▶ [What the task asks]: Please return every line in the entries below with the word "Create" in it.

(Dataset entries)
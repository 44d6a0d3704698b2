//! HTTP server for the document chat service

pub mod routes;
pub mod state;

use axum::{extract::State, http::StatusCode, routing::get, Json, Router};
use serde_json::{json, Value};
use std::net::SocketAddr;
use tower_http::{
    compression::CompressionLayer,
    cors::{Any, CorsLayer},
    trace::TraceLayer,
};

use crate::config::RagConfig;
use crate::error::{Error, Result};
use state::AppState;

/// Document chat HTTP server
pub struct RagServer {
    config: RagConfig,
    state: AppState,
}

impl RagServer {
    /// Create a server with providers chosen from configuration
    pub fn new(config: RagConfig) -> Result<Self> {
        let state = AppState::new(config.clone())?;
        Ok(Self { config, state })
    }

    /// Create a server around existing state
    pub fn with_state(state: AppState) -> Self {
        Self {
            config: state.config().clone(),
            state,
        }
    }

    /// Build the router with all routes
    pub fn router(&self) -> Router {
        build_router(self.state.clone())
    }

    /// Start the server
    pub async fn start(self) -> Result<()> {
        let addr: SocketAddr = self
            .address()
            .parse()
            .map_err(|e| Error::config(format!("Invalid address: {}", e)))?;

        if !self.state.refresh_readiness().await {
            tracing::warn!("Providers not healthy yet; /ready reports 503 until they are");
        }
        let router = self.router();

        tracing::info!("Starting document chat server on http://{}", addr);
        tracing::info!("API documentation: http://{}/api/info", addr);

        let listener = tokio::net::TcpListener::bind(addr)
            .await
            .map_err(|e| Error::config(format!("Failed to bind {}: {}", addr, e)))?;

        axum::serve(listener, router)
            .await
            .map_err(|e| Error::internal(format!("Server error: {}", e)))?;

        Ok(())
    }

    /// Get the server address
    pub fn address(&self) -> String {
        format!("{}:{}", self.config.server.host, self.config.server.port)
    }
}

/// Build the application router for `state`
pub fn build_router(state: AppState) -> Router {
    let enable_cors = state.config().server.enable_cors;
    let max_upload_size = state.config().server.max_upload_size;

    let router = Router::new()
        .route("/health", get(health_check))
        .route("/ready", get(readiness))
        .nest("/api", routes::api_routes(max_upload_size))
        .with_state(state)
        .layer(TraceLayer::new_for_http())
        .layer(CompressionLayer::new());

    if enable_cors {
        let cors = CorsLayer::new()
            .allow_origin(Any)
            .allow_methods(Any)
            .allow_headers(Any);
        router.layer(cors)
    } else {
        router
    }
}

/// Liveness check; no side effects
async fn health_check() -> Json<Value> {
    Json(json!({
        "status": "healthy",
        "message": "RAG Chat Assistant is running!"
    }))
}

/// Readiness check: 200 once the generation and embedding providers are healthy
async fn readiness(State(state): State<AppState>) -> StatusCode {
    if state.refresh_readiness().await {
        StatusCode::OK
    } else {
        StatusCode::SERVICE_UNAVAILABLE
    }
}
//! Provider abstractions for dense embeddings and answer generation
//!
//! Trait-based seams let the service switch between the local hashing
//! encoder, Ollama and Anthropic without touching the pipeline.

pub mod embedding;
pub mod llm;
pub mod ollama;

pub use embedding::EmbeddingProvider;
pub use llm::LlmProvider;
pub use ollama::{OllamaEmbedder, OllamaLlm};

use std::sync::Arc;

use crate::config::{DenseBackend, LlmBackend, RagConfig, VectorizerStrategy};
use crate::error::Result;
use crate::generation::AnthropicClient;
use crate::vectorize::HashingEmbedder;

/// Dense encoder for the configured strategy; `None` in sparse mode
pub fn build_embedder(config: &RagConfig) -> Result<Option<Arc<dyn EmbeddingProvider>>> {
    if config.vectorizer.strategy != VectorizerStrategy::Dense {
        return Ok(None);
    }

    let dense = &config.vectorizer.dense;
    let embedder: Arc<dyn EmbeddingProvider> = match dense.backend {
        DenseBackend::Hashing => Arc::new(HashingEmbedder::new(dense.dimensions)),
        DenseBackend::Ollama => Arc::new(OllamaEmbedder::from_config(dense, &config.llm)?),
    };
    tracing::info!(
        "Dense embeddings via {} ({} dimensions)",
        embedder.name(),
        embedder.dimensions()
    );
    Ok(Some(embedder))
}

/// Generation provider for the configured backend
pub fn build_llm(config: &RagConfig) -> Result<Arc<dyn LlmProvider>> {
    let llm: Arc<dyn LlmProvider> = match config.llm.provider {
        LlmBackend::Anthropic => Arc::new(AnthropicClient::from_config(&config.llm)?),
        LlmBackend::Ollama => Arc::new(OllamaLlm::from_config(&config.llm)?),
    };
    tracing::info!("Generation via {} ({})", llm.name(), llm.model());
    Ok(llm)
}
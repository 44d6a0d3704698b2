//! Fixed-size word windows with overlap

use crate::config::ChunkingConfig;
use crate::error::{Error, Result};
use crate::types::Chunk;

/// Splits text into overlapping windows of whitespace-separated words
#[derive(Debug, Clone, Copy)]
pub struct WordChunker {
    /// Words per window
    window: usize,
    /// Words shared by consecutive windows
    overlap: usize,
}

impl WordChunker {
    /// Create a chunker; `overlap` must be smaller than `window`
    pub fn new(window: usize, overlap: usize) -> Result<Self> {
        if window == 0 || overlap >= window {
            return Err(Error::config(format!(
                "chunk overlap ({}) must be smaller than the window ({})",
                overlap, window
            )));
        }
        Ok(Self { window, overlap })
    }

    /// Create a chunker from configuration
    pub fn from_config(config: &ChunkingConfig) -> Result<Self> {
        Self::new(config.window_words, config.overlap_words)
    }

    /// Words per window
    pub fn window(&self) -> usize {
        self.window
    }

    /// Words shared by consecutive windows
    pub fn overlap(&self) -> usize {
        self.overlap
    }

    /// Distance between window starts
    pub fn stride(&self) -> usize {
        self.window - self.overlap
    }

    /// Lazily split `text` into word windows
    pub fn windows<'a>(&self, text: &'a str) -> WordChunks<'a> {
        WordChunks {
            words: text.split_whitespace().collect(),
            window: self.window,
            stride: self.stride(),
            start: 0,
        }
    }

    /// Chunk a document's text, numbering positions from zero
    pub fn chunk(&self, source: &str, text: &str) -> Vec<Chunk> {
        self.windows(text)
            .enumerate()
            .map(|(position, window)| Chunk::new(window, source, position))
            .collect()
    }

    /// Number of windows for a text of `words` words
    pub fn expected_count(&self, words: usize) -> usize {
        words.div_ceil(self.stride())
    }
}

impl Default for WordChunker {
    fn default() -> Self {
        Self {
            window: 1000,
            overlap: 200,
        }
    }
}

/// Iterator over the windows of one text
pub struct WordChunks<'a> {
    words: Vec<&'a str>,
    window: usize,
    stride: usize,
    start: usize,
}

impl Iterator for WordChunks<'_> {
    type Item = String;

    fn next(&mut self) -> Option<Self::Item> {
        if self.start >= self.words.len() {
            return None;
        }
        let end = (self.start + self.window).min(self.words.len());
        let text = self.words[self.start..end].join(" ");
        self.start += self.stride;
        Some(text)
    }

    fn size_hint(&self) -> (usize, Option<usize>) {
        let remaining = self.words.len().saturating_sub(self.start).div_ceil(self.stride);
        (remaining, Some(remaining))
    }
}

impl ExactSizeIterator for WordChunks<'_> {}

#[cfg(test)]
mod tests {
    use super::*;
    use proptest::prelude::*;

    fn words(n: usize) -> String {
        (0..n).map(|i| format!("w{}", i)).collect::<Vec<_>>().join(" ")
    }

    #[test]
    fn test_rejects_invalid_overlap() {
        assert!(matches!(WordChunker::new(100, 100), Err(Error::Config(_))));
        assert!(matches!(WordChunker::new(100, 150), Err(Error::Config(_))));
        assert!(matches!(WordChunker::new(0, 0), Err(Error::Config(_))));
        assert!(WordChunker::new(1, 0).is_ok());
    }

    #[test]
    fn test_default_window() {
        let chunker = WordChunker::default();
        assert_eq!(chunker.window(), 1000);
        assert_eq!(chunker.overlap(), 200);
        assert_eq!(chunker.stride(), 800);
    }

    #[test]
    fn test_1500_words_makes_two_chunks() {
        let chunks = WordChunker::default().chunk("long.txt", &words(1500));

        assert_eq!(chunks.len(), 2);
        assert_eq!(chunks[0].text.split(' ').count(), 1000);
        assert_eq!(chunks[1].text.split(' ').count(), 700);
        assert!(chunks[1].text.starts_with("w800 "));
        assert_eq!(chunks[0].position, 0);
        assert_eq!(chunks[1].position, 1);
        assert_eq!(chunks[1].source, "long.txt");
    }

    #[test]
    fn test_empty_and_whitespace_text() {
        let chunker = WordChunker::default();
        assert!(chunker.chunk("a.txt", "").is_empty());
        assert!(chunker.chunk("a.txt", " \n\t  ").is_empty());
    }

    #[test]
    fn test_whitespace_is_normalised() {
        let chunker = WordChunker::new(3, 1).unwrap();
        let chunks: Vec<String> = chunker.windows("a\tb\n\nc   d e").collect();
        assert_eq!(chunks, vec!["a b c", "c d e", "e"]);
    }

    #[test]
    fn test_size_hint() {
        let chunker = WordChunker::new(4, 2).unwrap();
        let mut iter = chunker.windows("a b c d e f g");
        assert_eq!(iter.len(), 4);
        iter.next();
        assert_eq!(iter.len(), 3);
    }

    proptest! {
        #[test]
        fn prop_chunk_count(n in 0usize..3000, window in 1usize..300, overlap_frac in 0.0f64..1.0) {
            let overlap = ((window as f64) * overlap_frac) as usize;
            prop_assume!(overlap < window);
            let chunker = WordChunker::new(window, overlap).unwrap();
            let chunks = chunker.chunk("doc", &words(n));
            prop_assert_eq!(chunks.len(), chunker.expected_count(n));
        }

        #[test]
        fn prop_consecutive_chunks_share_overlap(n in 1usize..2000, window in 2usize..200, overlap_frac in 0.0f64..1.0) {
            let overlap = ((window as f64) * overlap_frac) as usize;
            prop_assume!(overlap < window);
            let chunker = WordChunker::new(window, overlap).unwrap();
            let chunks = chunker.chunk("doc", &words(n));

            for pair in chunks.windows(2) {
                let prev: Vec<&str> = pair[0].text.split(' ').collect();
                let next: Vec<&str> = pair[1].text.split(' ').collect();
                let shared = overlap.min(next.len());
                prop_assert_eq!(&prev[prev.len() - shared..], &next[..shared]);
            }
            for (i, chunk) in chunks.iter().enumerate() {
                prop_assert_eq!(chunk.position, i);
            }
        }
    }
}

▶ [Written solution]:
    /// Create a server with providers chosen from configuration
    /// Create a server around existing state
    /// Create a chunker; `overlap` must be smaller than `window`
    /// Create a chunker from configuration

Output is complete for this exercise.